**Required work:** In the listing below, locate the lines that hold "expect" and copy them.

↓↓↓

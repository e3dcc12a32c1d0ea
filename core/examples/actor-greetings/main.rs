use clap::Parser;
use mailroom_core_rs::actor::dispatch::Dispatcher;
use mailroom_core_rs::actor::{Actor, Config, ConfigOption, MailboxRegistry, BROADCAST};
use mailroom_utils_rs::concurrent::CountDownLatch;
use std::time::Duration;
use tokio::time::sleep;
use tracing_subscriber::EnvFilter;

/// Three actors greet each other through bounded mailboxes, then one
/// dispatcher pass drains everything. Try `--capacity 1` to watch sends fail.
#[derive(Parser, Debug)]
struct Args {
  /// Capacity of every mailbox.
  #[arg(long, default_value_t = 3)]
  capacity: usize,
  /// Pause between launching sends, in milliseconds.
  #[arg(long, default_value_t = 100)]
  pause_ms: u64,
  /// Log filter used when RUST_LOG is not set.
  #[arg(long, default_value = "debug")]
  log: String,
}

#[tokio::main]
async fn main() -> Result<(), Box<dyn std::error::Error>> {
  let args = Args::parse();
  let filter = EnvFilter::try_from_default_env().unwrap_or_else(|_| EnvFilter::new(&args.log));
  let _ = tracing_subscriber::fmt().with_env_filter(filter).try_init();

  let config = Config::from([ConfigOption::with_mailbox_capacity(args.capacity)]);
  let registry = MailboxRegistry::<String>::new_with_config(config)?;
  let a1 = registry.register("1").await?;
  let a2 = registry.register("2").await?;
  let a3 = registry.register("3").await?;
  tracing::info!("{}", registry.counters().snapshot());

  let greetings: [(&Actor<String>, &str, &str); 5] = [
    (&a1, "Viva 2", "2"),
    (&a1, "Bonjour 3", "3"),
    (&a2, "Olá 1", "1"),
    (&a3, "Hello World", BROADCAST),
    (&a3, "Olá Mundo!", BROADCAST),
  ];
  let latch = CountDownLatch::new(greetings.len());
  for (actor, text, target) in greetings {
    let actor = actor.clone();
    let text = text.to_string();
    let target = target.to_string();
    let latch = latch.clone();
    tokio::spawn(async move {
      if let Err(err) = actor.send(text, &target).await {
        tracing::warn!("Actor {} - send failed: {}", actor.id(), err);
      }
      latch.count_down().await;
    });
    sleep(Duration::from_millis(args.pause_ms)).await;
  }
  latch.wait().await;

  let outcomes = Dispatcher::new().run(&[a1, a2, a3]).await;
  for outcome in &outcomes {
    tracing::info!("Actor {} - drained {} messages", outcome.actor_id, outcome.messages.len());
  }

  tracing::info!("{}", registry.counters().snapshot());
  Ok(())
}
use std::fmt::{Debug, Formatter};
use std::sync::Arc;
use tokio::sync::Mutex;
use tokio_condvar::Condvar;

/// Lets one task wait until a fixed number of other tasks have checked in.
#[derive(Clone)]
pub struct CountDownLatch {
  count: Arc<Mutex<usize>>,
  condvar: Arc<Condvar>,
}

impl Debug for CountDownLatch {
  fn fmt(&self, f: &mut Formatter<'_>) -> std::fmt::Result {
    f.debug_struct("CountDownLatch").field("count", &self.count).finish()
  }
}

impl CountDownLatch {
  pub fn new(count: usize) -> Self {
    Self {
      count: Arc::new(Mutex::new(count)),
      condvar: Arc::new(Condvar::new()),
    }
  }

  /// Counting down past zero is a no-op.
  pub async fn count_down(&self) {
    let mut count = self.count.lock().await;
    *count = count.saturating_sub(1);
    if *count == 0 {
      self.condvar.notify_all();
    }
  }

  pub async fn count(&self) -> usize {
    *self.count.lock().await
  }

  pub async fn wait(&self) {
    let mut count = self.count.lock().await;
    while *count > 0 {
      count = self.condvar.wait(count).await;
    }
  }
}

#[cfg(test)]
mod tests {
  use super::*;
  use std::time::Duration;

  #[tokio::test]
  async fn test_wait_returns_immediately_at_zero() {
    let latch = CountDownLatch::new(0);
    tokio::time::timeout(Duration::from_secs(1), latch.wait())
      .await
      .expect("latch at zero must not block");
  }

  #[tokio::test]
  async fn test_wait_until_all_tasks_count_down() {
    let latch = CountDownLatch::new(3);
    for _ in 0..3 {
      let latch = latch.clone();
      tokio::spawn(async move {
        latch.count_down().await;
      });
    }
    tokio::time::timeout(Duration::from_secs(5), latch.wait())
      .await
      .expect("all tasks counted down");
    assert_eq!(latch.count().await, 0);
  }

  #[tokio::test]
  async fn test_count_down_saturates() {
    let latch = CountDownLatch::new(1);
    latch.count_down().await;
    latch.count_down().await;
    assert_eq!(latch.count().await, 0);
  }
}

↑↑↑

**Response to this task:**
      .expect("latch at zero must not block");
      .expect("all tasks counted down");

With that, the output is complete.